◆ **EXERCISE DIRECTIONS**:
The answer must be the full set of records, repeated exactly.

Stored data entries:
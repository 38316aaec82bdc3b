use std::path::PathBuf;

use clap::{Args, Parser, Subcommand, ValueEnum};
use fireplan::MosaicStrategy;

#[derive(Parser)]
#[command(name = "fireplan")]
#[command(version, about = "Plan, submit and monitor post-fire burn-severity deliverables")]
pub struct Cli {
    /// Configuration file (JSON or YAML); defaults to the user config directory
    #[arg(long, global = true)]
    pub config: Option<PathBuf>,

    /// Log output format
    #[arg(long, global = true, value_enum, default_value_t = LogFormat::Text)]
    pub log_format: LogFormat,

    #[command(subcommand)]
    pub command: Commands,
}

#[derive(Clone, Copy, Debug, PartialEq, Eq, ValueEnum)]
pub enum LogFormat {
    Text,
    Json,
}

#[derive(Subcommand)]
pub enum Commands {
    /// Resolve and submit deliverables for one fire, or run a configured preset
    Run(RunArgs),
    /// Watch a previously submitted job until it finishes
    Monitor(MonitorArgs),
    /// List the deliverable catalog
    Deliverables,
    /// List configured presets
    Presets,
}

#[derive(Args)]
pub struct RunArgs {
    /// GeoJSON file with the region of interest
    #[arg(long, required_unless_present = "preset", conflicts_with = "preset")]
    pub region: Option<PathBuf>,

    /// First day of the fire (YYYY-MM-DD)
    #[arg(long, required_unless_present = "preset", conflicts_with = "preset")]
    pub start_date: Option<String>,

    /// Last day of the fire (YYYY-MM-DD)
    #[arg(long, required_unless_present = "preset", conflicts_with = "preset")]
    pub end_date: Option<String>,

    /// Days of imagery before the start and after the end of the fire
    #[arg(long, conflicts_with = "preset")]
    pub days: Option<u32>,

    /// Comma-separated deliverable identifiers
    #[arg(
        long,
        value_delimiter = ',',
        required_unless_present = "preset",
        conflicts_with = "preset"
    )]
    pub deliverables: Vec<String>,

    /// Name of a preset from the configuration file
    #[arg(long)]
    pub preset: Option<String>,

    /// Mosaic compositing strategy
    #[arg(long, conflicts_with = "preset")]
    pub mosaic_strategy: Option<MosaicStrategy>,

    /// Maximum scene cloud cover in percent (0-100)
    #[arg(long, conflicts_with = "preset", value_parser = clap::value_parser!(u8).range(0..=100))]
    pub cloud_threshold: Option<u8>,

    /// Plan and report without contacting the backend
    #[arg(long)]
    pub dry_run: bool,

    /// Monitor every submitted export until it finishes
    #[arg(long)]
    pub wait: bool,
}

#[derive(Args)]
pub struct MonitorArgs {
    /// Job handle returned by an earlier run
    #[arg(long)]
    pub job: String,

    /// Label used in log lines and notifications
    #[arg(long)]
    pub label: Option<String>,

    /// Address to notify once the job finishes
    #[arg(long)]
    pub notify: Option<String>,

    /// Seconds between status requests (overrides the configuration)
    #[arg(long)]
    pub poll_interval: Option<u64>,

    /// Seconds before giving up (overrides the configuration)
    #[arg(long)]
    pub timeout: Option<u64>,

    /// Answer every status request with COMPLETED without contacting the backend
    #[arg(long)]
    pub dry_run: bool,
}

◆ **EXPECTED OUTPUT**:
repository 38316aaec82bdc3b
use std::path::PathBuf;

use clap::{Args, Parser, Subcommand, ValueEnum};
use fireplan::MosaicStrategy;

#[derive(Parser)]
#[command(name = "fireplan")]
#[command(version, about = "Plan, submit and monitor post-fire burn-severity deliverables")]
pub struct Cli {
    /// Configuration file (JSON or YAML); defaults to the user config directory
    #[arg(long, global = true)]
    pub config: Option<PathBuf>,

    /// Log output format
    #[arg(long, global = true, value_enum, default_value_t = LogFormat::Text)]
    pub log_format: LogFormat,

    #[command(subcommand)]
    pub command: Commands,
}

#[derive(Clone, Copy, Debug, PartialEq, Eq, ValueEnum)]
pub enum LogFormat {
    Text,
    Json,
}

#[derive(Subcommand)]
pub enum Commands {
    /// Resolve and submit deliverables for one fire, or run a configured preset
    Run(RunArgs),
    /// Watch a previously submitted job until it finishes
    Monitor(MonitorArgs),
    /// List the deliverable catalog
    Deliverables,
    /// List configured presets
    Presets,
}

#[derive(Args)]
pub struct RunArgs {
    /// GeoJSON file with the region of interest
    #[arg(long, required_unless_present = "preset", conflicts_with = "preset")]
    pub region: Option<PathBuf>,

    /// First day of the fire (YYYY-MM-DD)
    #[arg(long, required_unless_present = "preset", conflicts_with = "preset")]
    pub start_date: Option<String>,

    /// Last day of the fire (YYYY-MM-DD)
    #[arg(long, required_unless_present = "preset", conflicts_with = "preset")]
    pub end_date: Option<String>,

    /// Days of imagery before the start and after the end of the fire
    #[arg(long, conflicts_with = "preset")]
    pub days: Option<u32>,

    /// Comma-separated deliverable identifiers
    #[arg(
        long,
        value_delimiter = ',',
        required_unless_present = "preset",
        conflicts_with = "preset"
    )]
    pub deliverables: Vec<String>,

    /// Name of a preset from the configuration file
    #[arg(long)]
    pub preset: Option<String>,

    /// Mosaic compositing strategy
    #[arg(long, conflicts_with = "preset")]
    pub mosaic_strategy: Option<MosaicStrategy>,

    /// Maximum scene cloud cover in percent (0-100)
    #[arg(long, conflicts_with = "preset", value_parser = clap::value_parser!(u8).range(0..=100))]
    pub cloud_threshold: Option<u8>,

    /// Plan and report without contacting the backend
    #[arg(long)]
    pub dry_run: bool,

    /// Monitor every submitted export until it finishes
    #[arg(long)]
    pub wait: bool,
}

#[derive(Args)]
pub struct MonitorArgs {
    /// Job handle returned by an earlier run
    #[arg(long)]
    pub job: String,

    /// Label used in log lines and notifications
    #[arg(long)]
    pub label: Option<String>,

    /// Address to notify once the job finishes
    #[arg(long)]
    pub notify: Option<String>,

    /// Seconds between status requests (overrides the configuration)
    #[arg(long)]
    pub poll_interval: Option<u64>,

    /// Seconds before giving up (overrides the configuration)
    #[arg(long)]
    pub timeout: Option<u64>,

    /// Answer every status request with COMPLETED without contacting the backend
    #[arg(long)]
    pub dry_run: bool,
}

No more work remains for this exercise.